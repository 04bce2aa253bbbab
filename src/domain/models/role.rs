#[cfg(test)]
#[path = "role_test.rs"]
mod tests;

use strum::EnumIter;
use strum::EnumVariantNames;
use strum::IntoEnumIterator;

const DEFAULT_PROMPT: &str = "You are a helpful, thoughtful, and knowledgeable assistant. Your job is to carefully analyze the user's questions, understand their underlying needs, and provide clear, accurate, and useful answers. You always ask clarifying questions if something is ambiguous, and you aim to make complex topics easy to understand. Your responses should be practical, well-structured, and tailored to the user's context whenever possible.\n\nStay professional but friendly, and ensure that your explanations are grounded in facts and logic. If a task requires multiple steps, break it down clearly. When appropriate, offer examples, comparisons, or step-by-step instructions to enhance clarity and usefulness.";

const TRANSLATOR_PROMPT: &str = "You are a professional translator. Please identify the source language and translate to the target language while preserving meaning, tone, and nuance. Ensure proper grammar and formatting.";

const WRITING_ASSISTANT_PROMPT: &str = "You are an AI writing assistant. Your task is to improve written content by:\n1. Fixing grammar, punctuation, spelling, and style issues\n2. Providing specific improvement suggestions\n3. Offering better word choices and phrasing\n4. Ensuring consistent tone and voice\n5. Improving flow and organization\n6. Providing overall feedback\n7. Outputting a fully edited version\n\nKeep feedback constructive and insightful.";

const ADTECH_STRATEGIST_PROMPT: &str = "You are a senior advertising technology strategist. You advise on programmatic buying, supply path optimization, identity, measurement and privacy regulation. Ground recommendations in how the ad tech ecosystem actually works and call out trade-offs explicitly.";

const PERFORMANCE_ANALYST_PROMPT: &str = "You are a marketing performance analyst. You interpret campaign metrics, design experiments, diagnose changes in KPIs and explain findings with clear numbers. State your assumptions and suggest the next analysis when data is incomplete.";

const AD_OPERATIONS_PROMPT: &str = "You are an ad operations expert. You help with trafficking, ad server setup, creative QA, pacing and delivery troubleshooting. Give concrete, step-by-step operational guidance.";

const TENSORFLOW_PROMPT: &str = "You are a TensorFlow and machine learning engineering expert. You help design, debug and optimize models and input pipelines. Provide runnable code in markdown code blocks with the language attached.";

const SNOWFLAKE_PROMPT: &str = "You are a Snowflake SQL expert. You write correct, efficient Snowflake SQL, explain query plans, and suggest warehouse and clustering improvements. Always return SQL in markdown code blocks with the language attached.";

const KNOWLEDGE_BASE_PROMPT: &str = "You are a knowledge base assistant. Answer using the context supplied with each question. When the context does not cover the question, say so plainly instead of guessing.";

/// Prompt roles a conversation can be started in. Display names double as the
/// names stored in a session's model configuration.
#[derive(Clone, Copy, Debug, Default, PartialEq, Eq, EnumIter, EnumVariantNames, strum::Display)]
pub enum RoleName {
    #[default]
    Default,
    #[strum(serialize = "AdTech Strategist")]
    AdTechStrategist,
    #[strum(serialize = "Performance Analyst")]
    PerformanceAnalyst,
    #[strum(serialize = "Ad Operations Expert")]
    AdOperationsExpert,
    #[strum(serialize = "TensorFlow Expert")]
    TensorFlowExpert,
    #[strum(serialize = "Snowflake SQL Expert")]
    SnowflakeSqlExpert,
    Translator,
    #[strum(serialize = "Writing Assistant")]
    WritingAssistant,
    #[strum(serialize = "Knowledge Base")]
    KnowledgeBase,
    Custom,
}

fn normalize(name: &str) -> String {
    return name
        .chars()
        .filter(|c| return c.is_alphanumeric())
        .collect::<String>()
        .to_lowercase();
}

impl RoleName {
    /// Resolves a role by display name, ignoring case, spaces and dashes.
    /// Unknown names fall back to `RoleName::Default`.
    pub fn parse(name: &str) -> RoleName {
        let wanted = normalize(name);
        return RoleName::iter()
            .find(|role| return normalize(&role.to_string()) == wanted)
            .unwrap_or_default();
    }

    pub fn profile(&self) -> RoleProfile {
        let (system_prompt, retrieval) = match self {
            RoleName::Default => (DEFAULT_PROMPT, false),
            RoleName::AdTechStrategist => (ADTECH_STRATEGIST_PROMPT, false),
            RoleName::PerformanceAnalyst => (PERFORMANCE_ANALYST_PROMPT, false),
            RoleName::AdOperationsExpert => (AD_OPERATIONS_PROMPT, false),
            RoleName::TensorFlowExpert => (TENSORFLOW_PROMPT, false),
            RoleName::SnowflakeSqlExpert => (SNOWFLAKE_PROMPT, false),
            RoleName::Translator => (TRANSLATOR_PROMPT, false),
            RoleName::WritingAssistant => (WRITING_ASSISTANT_PROMPT, false),
            RoleName::KnowledgeBase => (KNOWLEDGE_BASE_PROMPT, true),
            RoleName::Custom => ("", false),
        };

        let greeting = match self {
            RoleName::Default => {
                "Hello! I'm your AI assistant. How can I help you today?".to_string()
            }
            role => format!("Hello! I'm your {role} AI assistant. How can I help you today?"),
        };

        return RoleProfile {
            name: *self,
            system_prompt: system_prompt.to_string(),
            greeting,
            retrieval,
        };
    }
}

#[derive(Clone, Debug, PartialEq, Eq)]
pub struct RoleProfile {
    pub name: RoleName,
    pub system_prompt: String,
    pub greeting: String,
    /// Whether questions asked in this role are augmented with passages from
    /// the retriever.
    pub retrieval: bool,
}

impl RoleProfile {
    /// Replaces the built-in system prompt when `prompt` is non-empty.
    pub fn with_system_prompt(mut self, prompt: &str) -> RoleProfile {
        if !prompt.trim().is_empty() {
            self.system_prompt = prompt.to_string();
        }

        return self;
    }
}
#![deny(clippy::implicit_return)]
#![allow(clippy::needless_return)]

mod application;
mod configuration;
mod domain;
mod infrastructure;

use std::env;
use std::process;

use anyhow::bail;
use anyhow::Error;
use anyhow::Result;
use yansi::Paint;

use crate::application::cli;
use crate::application::repl::Repl;
use crate::configuration::Config;
use crate::configuration::ConfigKey;
use crate::domain::models::BackendName;
use crate::domain::services::ContextBuilder;
use crate::domain::services::Conversation;
use crate::domain::services::Sessions;
use crate::infrastructure::backends::BackendManager;
use crate::infrastructure::retrievers::RetrieverManager;

fn handle_error(err: Error) {
    eprintln!(
        "{}",
        Paint::red(format!(
            "Oh no! Palaver has failed with the following app version and error.\n\nVersion: {}\nError: {}",
            env!("CARGO_PKG_VERSION"),
            err
        ))
    );

    let backtrace = err.backtrace();
    if backtrace.to_string() == "disabled backtrace" {
        let args = env::args().collect::<Vec<String>>().join(" ");
        eprintln!("\nRunning the following can help explain further what the issue is:");
        eprintln!("\nRUST_BACKTRACE=1 {args}");
    } else {
        eprintln!("\n{}", backtrace);
    }

    process::exit(1);
}

async fn start_chat() -> Result<()> {
    let backend = BackendManager::get(BackendName::parse(&Config::get(ConfigKey::Backend))?)?;

    let min_score = Config::get(ConfigKey::RetrieverMinScore).parse::<f64>()?;
    let retriever = RetrieverManager::get(&Config::get(ConfigKey::RetrieverURL));
    let context = ContextBuilder::new(Some(retriever), min_score);

    let mut conversation = Conversation::new(
        Sessions::default(),
        Config::model_config(),
        &Config::get(ConfigKey::SystemPrompt),
    );

    let session_id = Config::get(ConfigKey::SessionID);
    if !session_id.is_empty() && !conversation.load(&session_id).await {
        bail!(format!("Session {session_id} could not be loaded"));
    }

    return Repl::new(conversation, context, backend).start().await;
}

#[tokio::main]
async fn main() {
    std::panic::set_hook(Box::new(|panic_info| {
        better_panic::Settings::auto().create_panic_handler()(panic_info);
    }));

    let debug_log_dir = env::var("PALAVER_LOG_DIR").unwrap_or_else(|_| {
        return dirs::cache_dir()
            .unwrap_or_else(env::temp_dir)
            .join("palaver")
            .to_string_lossy()
            .to_string();
    });

    let file_appender = tracing_appender::rolling::never(debug_log_dir, "debug.log");
    let (writer, guard) = tracing_appender::non_blocking(file_appender);
    if env::var("RUST_LOG")
        .unwrap_or_else(|_| return "".to_string())
        .contains("palaver")
    {
        tracing_subscriber::fmt()
            .json()
            .with_max_level(tracing::Level::DEBUG)
            .with_writer(writer)
            .init();
    }

    match cli::parse().await {
        Ok(true) => {}
        Ok(false) => {
            drop(guard);
            process::exit(0);
        }
        Err(err) => {
            drop(guard);
            handle_error(err);
            return;
        }
    }

    if let Err(err) = start_chat().await {
        drop(guard);
        handle_error(err);
        return;
    }

    // Stdin reads hold up runtime shutdown, so exit directly.
    drop(guard);
    process::exit(0);
}
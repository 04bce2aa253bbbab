mod assembler;
mod context;
mod conversation;
mod sessions;

pub use assembler::*;
pub use context::*;
pub use conversation::*;
pub use sessions::*;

**WHAT IS NEEDED**
Look above for the line containing "let session_id = Config::get(ConfigKey::SessionID);" and the line containing "if let Err(err)". Transcribe both, with the lines between them, exactly.

**YOUR RESPONSE**
    let session_id = Config::get(ConfigKey::SessionID);
    if !session_id.is_empty() && !conversation.load(&session_id).await {
        bail!(format!("Session {session_id} could not be loaded"));
    }

    return Repl::new(conversation, context, backend).start().await;
}

#[tokio::main]
async fn main() {
    std::panic::set_hook(Box::new(|panic_info| {
        better_panic::Settings::auto().create_panic_handler()(panic_info);
    }));

    let debug_log_dir = env::var("PALAVER_LOG_DIR").unwrap_or_else(|_| {
        return dirs::cache_dir()
            .unwrap_or_else(env::temp_dir)
            .join("palaver")
            .to_string_lossy()
            .to_string();
    });

    let file_appender = tracing_appender::rolling::never(debug_log_dir, "debug.log");
    let (writer, guard) = tracing_appender::non_blocking(file_appender);
    if env::var("RUST_LOG")
        .unwrap_or_else(|_| return "".to_string())
        .contains("palaver")
    {
        tracing_subscriber::fmt()
            .json()
            .with_max_level(tracing::Level::DEBUG)
            .with_writer(writer)
            .init();
    }

    match cli::parse().await {
        Ok(true) => {}
        Ok(false) => {
            drop(guard);
            process::exit(0);
        }
        Err(err) => {
            drop(guard);
            handle_error(err);
            return;
        }
    }

    if let Err(err) = start_chat().await {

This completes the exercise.